:: What you have to do ::
Scan the data. Collect each line that contains the word "struct".

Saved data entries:
- - -
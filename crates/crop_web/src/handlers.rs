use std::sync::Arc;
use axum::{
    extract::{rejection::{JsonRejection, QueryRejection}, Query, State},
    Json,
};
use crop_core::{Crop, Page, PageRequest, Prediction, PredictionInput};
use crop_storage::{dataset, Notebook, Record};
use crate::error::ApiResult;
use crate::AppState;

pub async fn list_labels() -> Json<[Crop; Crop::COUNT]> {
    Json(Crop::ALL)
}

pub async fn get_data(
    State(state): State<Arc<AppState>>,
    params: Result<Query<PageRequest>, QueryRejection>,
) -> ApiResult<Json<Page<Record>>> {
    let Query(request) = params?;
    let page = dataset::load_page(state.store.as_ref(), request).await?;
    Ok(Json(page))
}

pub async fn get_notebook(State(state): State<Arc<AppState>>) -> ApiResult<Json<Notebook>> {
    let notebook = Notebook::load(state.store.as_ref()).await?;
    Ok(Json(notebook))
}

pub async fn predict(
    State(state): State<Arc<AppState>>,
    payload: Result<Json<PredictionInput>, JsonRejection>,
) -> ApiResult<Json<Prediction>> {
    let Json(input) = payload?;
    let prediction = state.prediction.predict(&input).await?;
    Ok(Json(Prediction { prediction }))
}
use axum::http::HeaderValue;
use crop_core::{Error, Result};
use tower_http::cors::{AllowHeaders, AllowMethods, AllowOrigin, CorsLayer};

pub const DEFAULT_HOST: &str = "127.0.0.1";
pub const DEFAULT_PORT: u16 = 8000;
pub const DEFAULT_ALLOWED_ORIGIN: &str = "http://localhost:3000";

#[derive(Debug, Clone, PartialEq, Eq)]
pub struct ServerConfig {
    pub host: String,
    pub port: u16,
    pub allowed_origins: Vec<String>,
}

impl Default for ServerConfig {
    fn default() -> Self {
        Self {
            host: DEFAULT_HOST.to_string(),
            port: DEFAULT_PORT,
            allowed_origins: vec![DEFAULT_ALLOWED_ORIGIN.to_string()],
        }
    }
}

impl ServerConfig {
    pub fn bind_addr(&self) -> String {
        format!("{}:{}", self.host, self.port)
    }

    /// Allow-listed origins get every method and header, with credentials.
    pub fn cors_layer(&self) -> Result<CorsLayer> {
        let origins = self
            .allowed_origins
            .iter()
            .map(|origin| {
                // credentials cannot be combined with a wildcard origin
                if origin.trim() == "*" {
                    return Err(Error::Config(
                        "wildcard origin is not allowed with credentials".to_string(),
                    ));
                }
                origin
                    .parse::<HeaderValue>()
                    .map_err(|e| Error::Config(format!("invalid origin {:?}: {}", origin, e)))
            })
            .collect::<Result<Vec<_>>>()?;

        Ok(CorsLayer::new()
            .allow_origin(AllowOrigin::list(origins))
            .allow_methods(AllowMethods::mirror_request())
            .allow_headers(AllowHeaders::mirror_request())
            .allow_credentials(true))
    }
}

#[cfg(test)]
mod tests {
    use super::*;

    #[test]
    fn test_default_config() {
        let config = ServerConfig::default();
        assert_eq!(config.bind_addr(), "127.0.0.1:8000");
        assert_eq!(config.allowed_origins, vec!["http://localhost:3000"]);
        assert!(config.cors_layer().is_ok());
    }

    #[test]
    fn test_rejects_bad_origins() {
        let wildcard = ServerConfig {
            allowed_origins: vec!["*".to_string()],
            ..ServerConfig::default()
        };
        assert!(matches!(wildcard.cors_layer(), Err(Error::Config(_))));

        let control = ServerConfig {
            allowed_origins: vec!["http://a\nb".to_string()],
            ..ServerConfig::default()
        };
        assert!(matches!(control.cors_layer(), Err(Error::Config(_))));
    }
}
- - -
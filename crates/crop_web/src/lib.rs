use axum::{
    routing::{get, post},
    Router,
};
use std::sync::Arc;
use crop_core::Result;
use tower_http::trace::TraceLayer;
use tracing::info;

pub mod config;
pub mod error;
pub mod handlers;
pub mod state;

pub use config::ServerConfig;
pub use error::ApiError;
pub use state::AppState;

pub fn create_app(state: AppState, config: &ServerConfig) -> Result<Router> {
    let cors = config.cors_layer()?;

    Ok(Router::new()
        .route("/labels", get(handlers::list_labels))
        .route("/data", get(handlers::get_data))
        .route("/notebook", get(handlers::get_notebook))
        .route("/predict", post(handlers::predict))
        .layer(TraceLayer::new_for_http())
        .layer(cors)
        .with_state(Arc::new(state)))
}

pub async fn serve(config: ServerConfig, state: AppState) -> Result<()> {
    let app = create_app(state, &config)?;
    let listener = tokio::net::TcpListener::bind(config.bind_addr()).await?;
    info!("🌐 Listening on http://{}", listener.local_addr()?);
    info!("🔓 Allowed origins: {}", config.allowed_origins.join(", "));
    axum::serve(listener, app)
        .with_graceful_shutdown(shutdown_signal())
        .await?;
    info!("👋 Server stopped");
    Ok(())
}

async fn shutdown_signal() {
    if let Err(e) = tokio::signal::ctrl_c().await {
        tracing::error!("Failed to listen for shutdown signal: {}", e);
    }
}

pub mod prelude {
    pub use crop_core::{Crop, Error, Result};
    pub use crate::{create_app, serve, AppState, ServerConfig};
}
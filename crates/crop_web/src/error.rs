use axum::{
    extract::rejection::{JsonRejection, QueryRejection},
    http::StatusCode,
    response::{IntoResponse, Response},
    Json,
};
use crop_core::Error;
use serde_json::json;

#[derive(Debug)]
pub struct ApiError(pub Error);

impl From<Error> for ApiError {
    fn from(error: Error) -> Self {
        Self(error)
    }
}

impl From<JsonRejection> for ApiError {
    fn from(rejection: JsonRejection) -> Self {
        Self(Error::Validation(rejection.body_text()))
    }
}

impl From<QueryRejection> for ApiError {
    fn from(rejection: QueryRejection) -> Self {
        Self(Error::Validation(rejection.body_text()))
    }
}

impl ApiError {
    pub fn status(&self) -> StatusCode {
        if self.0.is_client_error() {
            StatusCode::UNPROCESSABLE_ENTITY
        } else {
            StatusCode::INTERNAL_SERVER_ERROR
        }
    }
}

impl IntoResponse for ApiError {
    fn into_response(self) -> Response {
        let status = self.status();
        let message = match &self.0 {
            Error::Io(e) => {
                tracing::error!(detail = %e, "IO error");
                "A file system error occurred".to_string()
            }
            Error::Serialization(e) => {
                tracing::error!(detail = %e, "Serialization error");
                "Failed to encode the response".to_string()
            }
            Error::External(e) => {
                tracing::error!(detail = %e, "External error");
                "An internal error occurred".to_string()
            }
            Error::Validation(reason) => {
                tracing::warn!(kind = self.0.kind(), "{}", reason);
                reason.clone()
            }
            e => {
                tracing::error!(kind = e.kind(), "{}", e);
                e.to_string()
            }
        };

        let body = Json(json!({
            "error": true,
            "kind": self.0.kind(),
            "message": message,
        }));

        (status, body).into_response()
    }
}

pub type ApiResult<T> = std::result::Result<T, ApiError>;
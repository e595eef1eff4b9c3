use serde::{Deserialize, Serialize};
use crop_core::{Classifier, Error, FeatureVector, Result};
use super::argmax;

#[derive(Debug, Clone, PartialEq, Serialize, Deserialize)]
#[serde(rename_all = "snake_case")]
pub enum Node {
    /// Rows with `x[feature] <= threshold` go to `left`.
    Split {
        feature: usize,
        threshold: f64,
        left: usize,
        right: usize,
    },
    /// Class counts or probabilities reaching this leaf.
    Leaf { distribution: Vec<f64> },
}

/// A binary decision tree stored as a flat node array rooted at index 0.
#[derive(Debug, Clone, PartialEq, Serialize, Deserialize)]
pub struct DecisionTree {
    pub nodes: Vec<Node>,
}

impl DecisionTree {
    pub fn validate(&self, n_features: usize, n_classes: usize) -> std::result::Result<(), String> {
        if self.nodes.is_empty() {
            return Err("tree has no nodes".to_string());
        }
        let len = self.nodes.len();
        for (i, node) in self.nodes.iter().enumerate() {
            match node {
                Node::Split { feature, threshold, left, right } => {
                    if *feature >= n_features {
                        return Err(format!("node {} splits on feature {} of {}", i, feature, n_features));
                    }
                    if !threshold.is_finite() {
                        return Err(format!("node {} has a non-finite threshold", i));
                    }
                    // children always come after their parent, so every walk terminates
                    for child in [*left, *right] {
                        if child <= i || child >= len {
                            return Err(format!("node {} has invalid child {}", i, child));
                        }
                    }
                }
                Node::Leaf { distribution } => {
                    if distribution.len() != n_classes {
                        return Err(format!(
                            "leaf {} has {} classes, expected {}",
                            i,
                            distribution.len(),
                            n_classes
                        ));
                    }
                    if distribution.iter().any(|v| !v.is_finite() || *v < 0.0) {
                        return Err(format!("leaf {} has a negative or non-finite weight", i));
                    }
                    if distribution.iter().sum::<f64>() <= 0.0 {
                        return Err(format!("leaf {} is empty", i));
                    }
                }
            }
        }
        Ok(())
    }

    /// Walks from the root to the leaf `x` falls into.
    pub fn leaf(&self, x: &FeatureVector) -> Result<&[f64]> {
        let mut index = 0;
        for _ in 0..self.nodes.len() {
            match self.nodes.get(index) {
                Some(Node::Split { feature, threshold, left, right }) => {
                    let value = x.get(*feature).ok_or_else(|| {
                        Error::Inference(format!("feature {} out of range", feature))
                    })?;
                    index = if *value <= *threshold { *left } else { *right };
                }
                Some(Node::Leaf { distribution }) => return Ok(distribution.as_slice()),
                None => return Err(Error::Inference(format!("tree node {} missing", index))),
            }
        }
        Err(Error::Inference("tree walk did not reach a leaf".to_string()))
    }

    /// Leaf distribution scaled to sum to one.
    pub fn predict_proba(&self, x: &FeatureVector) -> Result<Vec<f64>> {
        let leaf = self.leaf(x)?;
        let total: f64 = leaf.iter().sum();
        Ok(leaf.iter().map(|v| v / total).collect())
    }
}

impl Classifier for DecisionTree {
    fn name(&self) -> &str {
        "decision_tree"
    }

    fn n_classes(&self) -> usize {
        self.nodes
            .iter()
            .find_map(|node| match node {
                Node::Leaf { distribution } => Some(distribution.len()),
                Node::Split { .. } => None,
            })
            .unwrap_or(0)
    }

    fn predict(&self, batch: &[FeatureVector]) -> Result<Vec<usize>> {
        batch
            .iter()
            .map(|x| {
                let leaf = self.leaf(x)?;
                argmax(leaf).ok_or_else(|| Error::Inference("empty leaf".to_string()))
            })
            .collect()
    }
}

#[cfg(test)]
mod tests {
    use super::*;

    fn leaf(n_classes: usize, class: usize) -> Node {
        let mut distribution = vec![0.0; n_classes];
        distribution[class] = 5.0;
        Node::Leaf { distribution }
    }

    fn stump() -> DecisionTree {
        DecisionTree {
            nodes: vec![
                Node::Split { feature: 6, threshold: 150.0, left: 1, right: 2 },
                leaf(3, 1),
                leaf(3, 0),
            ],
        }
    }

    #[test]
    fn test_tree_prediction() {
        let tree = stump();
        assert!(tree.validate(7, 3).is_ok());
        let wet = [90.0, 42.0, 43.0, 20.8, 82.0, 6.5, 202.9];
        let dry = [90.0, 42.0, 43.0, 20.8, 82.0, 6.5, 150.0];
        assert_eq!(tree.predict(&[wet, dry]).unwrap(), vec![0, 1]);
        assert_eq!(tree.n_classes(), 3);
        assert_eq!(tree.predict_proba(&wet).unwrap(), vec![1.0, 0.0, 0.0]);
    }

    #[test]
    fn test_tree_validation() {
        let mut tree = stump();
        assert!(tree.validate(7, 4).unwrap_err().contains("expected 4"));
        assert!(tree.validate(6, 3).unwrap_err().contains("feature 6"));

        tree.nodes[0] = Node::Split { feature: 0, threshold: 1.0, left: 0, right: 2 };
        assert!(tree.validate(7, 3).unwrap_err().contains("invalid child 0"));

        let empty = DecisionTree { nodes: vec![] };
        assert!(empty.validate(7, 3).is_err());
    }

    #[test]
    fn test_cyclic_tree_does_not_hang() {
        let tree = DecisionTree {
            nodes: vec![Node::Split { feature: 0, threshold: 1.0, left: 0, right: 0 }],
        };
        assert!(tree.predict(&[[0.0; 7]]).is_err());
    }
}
- - -
:: Written solution ::
pub struct ServerConfig {
pub struct ApiError(pub Error);
pub struct DecisionTree {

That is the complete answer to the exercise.